TASK ITEM
All entries must be transcribed exactly, down to the last character.

_ _ _ _ _ _ _

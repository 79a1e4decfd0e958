/// Schema-agnostic message extraction across LLM provider wire shapes.
///
/// Real captured traffic mixes shapes: OpenAI chat-completion streaming and
/// non-streaming, Ollama chat, and looser "delta"/"message" variants, often in
/// the same stream. Rather than committing to one provider schema, each parsed
/// segment runs through a fixed list of field probes. Every probe is total —
/// an unexpected shape contributes nothing instead of failing — and all probes
/// run on every segment because the shapes are additive, not mutually
/// exclusive.
///
/// Extraction is a pure function of the buffer snapshot: re-running it on the
/// same text yields an identical message, no state survives between passes.
pub mod tool_calls;

pub use tool_calls::{ToolCall, ToolCallAggregator, ToolFunction};

use serde::Serialize;
use serde_json::{Map, Value};

use crate::frame::{self, Segment};

/// The provider-agnostic message recovered from one exchange.
#[derive(Debug, Clone, Default, PartialEq, Eq, Serialize)]
pub struct ExtractedMessage {
    /// Internal deliberation text.
    pub reasoning: String,
    /// Final answer text.
    pub content: String,
    pub tool_calls: Vec<ToolCall>,
}

impl ExtractedMessage {
    #[must_use]
    pub fn is_empty(&self) -> bool {
        self.reasoning.is_empty() && self.content.is_empty() && self.tool_calls.is_empty()
    }
}

/// Reconstruct the accumulated body text and extract a message from it.
#[must_use]
pub fn extract_message(text: &str) -> ExtractedMessage {
    let reconstruction = frame::reconstruct(text);
    extract_from_segments(&reconstruction.segments)
}

/// Extract a message from already reconstructed segments, in segment order.
#[must_use]
pub fn extract_from_segments(segments: &[Segment]) -> ExtractedMessage {
    let mut acc = Accumulator::default();
    for segment in segments {
        match &segment.value {
            Some(Value::Object(map)) => probe_object(map, &mut acc),
            // A monolithic array document probes each element.
            Some(Value::Array(items)) => {
                for item in items {
                    if let Some(map) = item.as_object() {
                        probe_object(map, &mut acc);
                    }
                }
            }
            _ => {}
        }
    }
    acc.finish()
}

#[derive(Default)]
struct Accumulator {
    reasoning: String,
    content: String,
    tool_calls: ToolCallAggregator,
}

impl Accumulator {
    fn finish(self) -> ExtractedMessage {
        ExtractedMessage {
            reasoning: self.reasoning,
            content: self.content,
            tool_calls: self.tool_calls.finish(),
        }
    }
}

const MESSAGE_REASONING_KEYS: &[&str] = &["thinking", "reasoning", "reasoning_content"];
const REASONING_KEYS: &[&str] = &["reasoning", "reasoning_content"];

/// Run every probe, in fixed order, against one parsed segment.
fn probe_object(map: &Map<String, Value>, acc: &mut Accumulator) {
    // 1. Nested non-streaming message (Ollama chat and friends).
    if let Some(Value::Object(message)) = map.get("message") {
        probe_message(message, acc);
    }

    // 1b. Top-level delta variants stream the same fields without a choices
    // wrapper; treated as streamed fragments.
    if let Some(Value::Object(delta)) = map.get("delta") {
        probe_delta(delta, acc);
    }

    // 2. Top-level reasoning channels.
    push_text_fields(map, REASONING_KEYS, &mut acc.reasoning);

    // 3. Chat-completion choices, streaming or not.
    if let Some(Value::Array(choices)) = map.get("choices") {
        for choice in choices {
            let Some(choice) = choice.as_object() else {
                continue;
            };
            if let Some(Value::Object(delta)) = choice.get("delta") {
                probe_delta(delta, acc);
            }
            if let Some(Value::Object(message)) = choice.get("message") {
                probe_message(message, acc);
            }
            push_text_fields(choice, REASONING_KEYS, &mut acc.reasoning);
            push_text_fields(choice, &["text", "content"], &mut acc.content);
        }
    }

    // 4. Top-level complete tool-call records.
    if let Some(calls) = map.get("tool_calls") {
        acc.tool_calls.push_complete(calls);
    }
    if let Some(call) = map.get("function_call") {
        acc.tool_calls.push_complete(call);
    }
    if let Some(calls) = map.get("parallel_tool_calls").filter(|v| v.is_array()) {
        acc.tool_calls.push_complete(calls);
    }

    // 5. Top-level content channels.
    push_text_fields(map, &["content", "text"], &mut acc.content);
}

/// Probe a complete `message` mapping: reasoning, content, and whole tool-call
/// records.
fn probe_message(message: &Map<String, Value>, acc: &mut Accumulator) {
    push_text_fields(message, MESSAGE_REASONING_KEYS, &mut acc.reasoning);
    push_text_fields(message, &["content"], &mut acc.content);
    if let Some(calls) = message.get("tool_calls") {
        acc.tool_calls.push_complete(calls);
    }
    if let Some(call) = message.get("function_call") {
        acc.tool_calls.push_complete(call);
    }
}

/// Probe a streamed `delta` mapping: reasoning/content fragments plus
/// tool-call fragments for the aggregator.
fn probe_delta(delta: &Map<String, Value>, acc: &mut Accumulator) {
    push_text_fields(delta, REASONING_KEYS, &mut acc.reasoning);
    push_text_fields(delta, &["content", "text"], &mut acc.content);
    if let Some(Value::Array(fragments)) = delta.get("tool_calls") {
        for fragment in fragments {
            acc.tool_calls.push_fragment(fragment);
        }
    }
    if let Some(call) = delta.get("function_call") {
        acc.tool_calls.push_fragment(call);
    }
}

/// Append the first text recoverable from each named field. Shape-mismatched
/// fields are skipped without contributing.
fn push_text_fields(map: &Map<String, Value>, keys: &[&str], out: &mut String) {
    for key in keys {
        if let Some(text) = field_text(map.get(*key)) {
            out.push_str(&text);
        }
    }
}

/// Total text extraction from a field that may be a string, an array of
/// strings or text-bearing mappings, or a nested mapping whose own `content`
/// array elements are captured individually.
fn field_text(value: Option<&Value>) -> Option<String> {
    let mut out = String::new();
    match value? {
        Value::String(s) => out.push_str(s),
        Value::Array(items) => collect_entry_text(items, &mut out),
        Value::Object(map) => {
            if let Some(Value::Array(items)) = map.get("content") {
                collect_entry_text(items, &mut out);
            }
        }
        _ => {}
    }
    (!out.is_empty()).then_some(out)
}

fn collect_entry_text(items: &[Value], out: &mut String) {
    for item in items {
        match item {
            Value::String(s) => out.push_str(s),
            Value::Object(entry) => {
                for key in ["text", "content", "value"] {
                    if let Some(Value::String(s)) = entry.get(key) {
                        out.push_str(s);
                        break;
                    }
                }
            }
            _ => {}
        }
    }
}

_ _ _ _ _ _ _

FINISHED EXERCISE
repository 79a1e4decfd0e958
/// Schema-agnostic message extraction across LLM provider wire shapes.
///
/// Real captured traffic mixes shapes: OpenAI chat-completion streaming and
/// non-streaming, Ollama chat, and looser "delta"/"message" variants, often in
/// the same stream. Rather than committing to one provider schema, each parsed
/// segment runs through a fixed list of field probes. Every probe is total —
/// an unexpected shape contributes nothing instead of failing — and all probes
/// run on every segment because the shapes are additive, not mutually
/// exclusive.
///
/// Extraction is a pure function of the buffer snapshot: re-running it on the
/// same text yields an identical message, no state survives between passes.
pub mod tool_calls;

pub use tool_calls::{ToolCall, ToolCallAggregator, ToolFunction};

use serde::Serialize;
use serde_json::{Map, Value};

use crate::frame::{self, Segment};

/// The provider-agnostic message recovered from one exchange.
#[derive(Debug, Clone, Default, PartialEq, Eq, Serialize)]
pub struct ExtractedMessage {
    /// Internal deliberation text.
    pub reasoning: String,
    /// Final answer text.
    pub content: String,
    pub tool_calls: Vec<ToolCall>,
}

impl ExtractedMessage {
    #[must_use]
    pub fn is_empty(&self) -> bool {
        self.reasoning.is_empty() && self.content.is_empty() && self.tool_calls.is_empty()
    }
}

/// Reconstruct the accumulated body text and extract a message from it.
#[must_use]
pub fn extract_message(text: &str) -> ExtractedMessage {
    let reconstruction = frame::reconstruct(text);
    extract_from_segments(&reconstruction.segments)
}

/// Extract a message from already reconstructed segments, in segment order.
#[must_use]
pub fn extract_from_segments(segments: &[Segment]) -> ExtractedMessage {
    let mut acc = Accumulator::default();
    for segment in segments {
        match &segment.value {
            Some(Value::Object(map)) => probe_object(map, &mut acc),
            // A monolithic array document probes each element.
            Some(Value::Array(items)) => {
                for item in items {
                    if let Some(map) = item.as_object() {
                        probe_object(map, &mut acc);
                    }
                }
            }
            _ => {}
        }
    }
    acc.finish()
}

#[derive(Default)]
struct Accumulator {
    reasoning: String,
    content: String,
    tool_calls: ToolCallAggregator,
}

impl Accumulator {
    fn finish(self) -> ExtractedMessage {
        ExtractedMessage {
            reasoning: self.reasoning,
            content: self.content,
            tool_calls: self.tool_calls.finish(),
        }
    }
}

const MESSAGE_REASONING_KEYS: &[&str] = &["thinking", "reasoning", "reasoning_content"];
const REASONING_KEYS: &[&str] = &["reasoning", "reasoning_content"];

/// Run every probe, in fixed order, against one parsed segment.
fn probe_object(map: &Map<String, Value>, acc: &mut Accumulator) {
    // 1. Nested non-streaming message (Ollama chat and friends).
    if let Some(Value::Object(message)) = map.get("message") {
        probe_message(message, acc);
    }

    // 1b. Top-level delta variants stream the same fields without a choices
    // wrapper; treated as streamed fragments.
    if let Some(Value::Object(delta)) = map.get("delta") {
        probe_delta(delta, acc);
    }

    // 2. Top-level reasoning channels.
    push_text_fields(map, REASONING_KEYS, &mut acc.reasoning);

    // 3. Chat-completion choices, streaming or not.
    if let Some(Value::Array(choices)) = map.get("choices") {
        for choice in choices {
            let Some(choice) = choice.as_object() else {
                continue;
            };
            if let Some(Value::Object(delta)) = choice.get("delta") {
                probe_delta(delta, acc);
            }
            if let Some(Value::Object(message)) = choice.get("message") {
                probe_message(message, acc);
            }
            push_text_fields(choice, REASONING_KEYS, &mut acc.reasoning);
            push_text_fields(choice, &["text", "content"], &mut acc.content);
        }
    }

    // 4. Top-level complete tool-call records.
    if let Some(calls) = map.get("tool_calls") {
        acc.tool_calls.push_complete(calls);
    }
    if let Some(call) = map.get("function_call") {
        acc.tool_calls.push_complete(call);
    }
    if let Some(calls) = map.get("parallel_tool_calls").filter(|v| v.is_array()) {
        acc.tool_calls.push_complete(calls);
    }

    // 5. Top-level content channels.
    push_text_fields(map, &["content", "text"], &mut acc.content);
}

/// Probe a complete `message` mapping: reasoning, content, and whole tool-call
/// records.
fn probe_message(message: &Map<String, Value>, acc: &mut Accumulator) {
    push_text_fields(message, MESSAGE_REASONING_KEYS, &mut acc.reasoning);
    push_text_fields(message, &["content"], &mut acc.content);
    if let Some(calls) = message.get("tool_calls") {
        acc.tool_calls.push_complete(calls);
    }
    if let Some(call) = message.get("function_call") {
        acc.tool_calls.push_complete(call);
    }
}

/// Probe a streamed `delta` mapping: reasoning/content fragments plus
/// tool-call fragments for the aggregator.
fn probe_delta(delta: &Map<String, Value>, acc: &mut Accumulator) {
    push_text_fields(delta, REASONING_KEYS, &mut acc.reasoning);
    push_text_fields(delta, &["content", "text"], &mut acc.content);
    if let Some(Value::Array(fragments)) = delta.get("tool_calls") {
        for fragment in fragments {
            acc.tool_calls.push_fragment(fragment);
        }
    }
    if let Some(call) = delta.get("function_call") {
        acc.tool_calls.push_fragment(call);
    }
}

/// Append the first text recoverable from each named field. Shape-mismatched
/// fields are skipped without contributing.
fn push_text_fields(map: &Map<String, Value>, keys: &[&str], out: &mut String) {
    for key in keys {
        if let Some(text) = field_text(map.get(*key)) {
            out.push_str(&text);
        }
    }
}

/// Total text extraction from a field that may be a string, an array of
/// strings or text-bearing mappings, or a nested mapping whose own `content`
/// array elements are captured individually.
fn field_text(value: Option<&Value>) -> Option<String> {
    let mut out = String::new();
    match value? {
        Value::String(s) => out.push_str(s),
        Value::Array(items) => collect_entry_text(items, &mut out),
        Value::Object(map) => {
            if let Some(Value::Array(items)) = map.get("content") {
                collect_entry_text(items, &mut out);
            }
        }
        _ => {}
    }
    (!out.is_empty()).then_some(out)
}

fn collect_entry_text(items: &[Value], out: &mut String) {
    for item in items {
        match item {
            Value::String(s) => out.push_str(s),
            Value::Object(entry) => {
                for key in ["text", "content", "value"] {
                    if let Some(Value::String(s)) = entry.get(key) {
                        out.push_str(s);
                        break;
                    }
                }
            }
            _ => {}
        }
    }
}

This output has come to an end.